The blog of Dr. Arlin James Benjamin, Jr., Social Psychologist
Tuesday, December 13, 2016
More resources for evaluating news sites
At some point, I will simply have to create a widget with links to media literacy resources. I noticed a helpful (albeit incomplete) infographic on news quality at a blog called All Generalizations are False. The proprietor of that blog has been posting on twitter and Facebook as well. The author's rationale for ranking various sites on their level of bias and reputability are useful enough, and provide something of a rough guide for navigating today's rough media saturated waters. Another site that is quite comprehensive is Media Bias/Fact Check. The people behind this site are very open about their methodology and they do a very good job of covering just about any purported news sources that you are likely to run into.
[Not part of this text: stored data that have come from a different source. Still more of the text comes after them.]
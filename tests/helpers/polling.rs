//! Pollers that observe how often, and how concurrently, they are called.

// Shared across several test binaries; not every binary uses every helper.
#![allow(dead_code)]

use std::sync::atomic::{AtomicBool, AtomicUsize, Ordering};
use std::sync::Arc;
use std::time::Duration;

use async_trait::async_trait;
use connector_runtime::{BoxError, MessageReceiver, Poller};

/// Poller that takes `duration` per poll and counts overlapping calls.
pub struct SlowPoller {
    duration: Duration,
    primary_only: bool,
    pub polls: AtomicUsize,
    pub active: AtomicUsize,
    pub overlaps: AtomicUsize,
    pub completed: AtomicUsize,
    pub connects: AtomicUsize,
    started: AtomicBool,
}

impl SlowPoller {
    pub fn new(duration: Duration) -> Arc<Self> {
        Arc::new(Self::build(duration, false))
    }

    /// A poller whose receiver only consumes on the cluster primary.
    pub fn primary_only(duration: Duration) -> Arc<Self> {
        Arc::new(Self::build(duration, true))
    }

    fn build(duration: Duration, primary_only: bool) -> Self {
        Self {
            duration,
            primary_only,
            polls: AtomicUsize::new(0),
            active: AtomicUsize::new(0),
            overlaps: AtomicUsize::new(0),
            completed: AtomicUsize::new(0),
            connects: AtomicUsize::new(0),
            started: AtomicBool::new(false),
        }
    }

    pub fn polls(&self) -> usize {
        self.polls.load(Ordering::SeqCst)
    }

    pub fn is_active(&self) -> bool {
        self.active.load(Ordering::SeqCst) > 0
    }

    /// True once any poll has begun.
    pub fn has_started(&self) -> bool {
        self.started.load(Ordering::SeqCst)
    }
}

#[async_trait]
impl Poller for SlowPoller {
    async fn poll(&self, _receiver: &Arc<MessageReceiver>) -> Result<(), BoxError> {
        self.polls.fetch_add(1, Ordering::SeqCst);
        self.started.store(true, Ordering::SeqCst);
        if self.active.fetch_add(1, Ordering::SeqCst) > 0 {
            self.overlaps.fetch_add(1, Ordering::SeqCst);
        }
        tokio::time::sleep(self.duration).await;
        self.active.fetch_sub(1, Ordering::SeqCst);
        self.completed.fetch_add(1, Ordering::SeqCst);
        Ok(())
    }

    async fn do_connect(&self, _receiver: &Arc<MessageReceiver>) -> Result<(), BoxError> {
        self.connects.fetch_add(1, Ordering::SeqCst);
        Ok(())
    }

    fn should_consume_in_every_node(&self) -> bool {
        !self.primary_only
    }
}

/// Poller that always fails.
pub struct FailingPoller;

#[async_trait]
impl Poller for FailingPoller {
    async fn poll(&self, _receiver: &Arc<MessageReceiver>) -> Result<(), BoxError> {
        Err("queue unavailable".into())
    }
}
I stand by a statement I've made earlier: if a claim from a news source seems to outrageous or good to be true, you should be suspicious. News items should appear in multiple outlets, including ones that are relatively mainstream. Expect any outlet to have a slant or bias of one sort or another - this is a lesson that used to get taught to us in junior high school (at least it was back when I was attending around the start of the 1980s). It is also expected that regardless of a particular editorial slant, individual journalists will have their own perspectives, hence the need to look at multiple sources. My own bias is very simple: just avoid the conspiracy and clickbait sites altogether and starve them of advertising dollars. Stick to reputable sources of various ideological positions, and avoid getting caught in an echo chamber (social psychologists, including me, will argue that confirmation bias is something to be avoided as much as is humanly possible rather than embraced).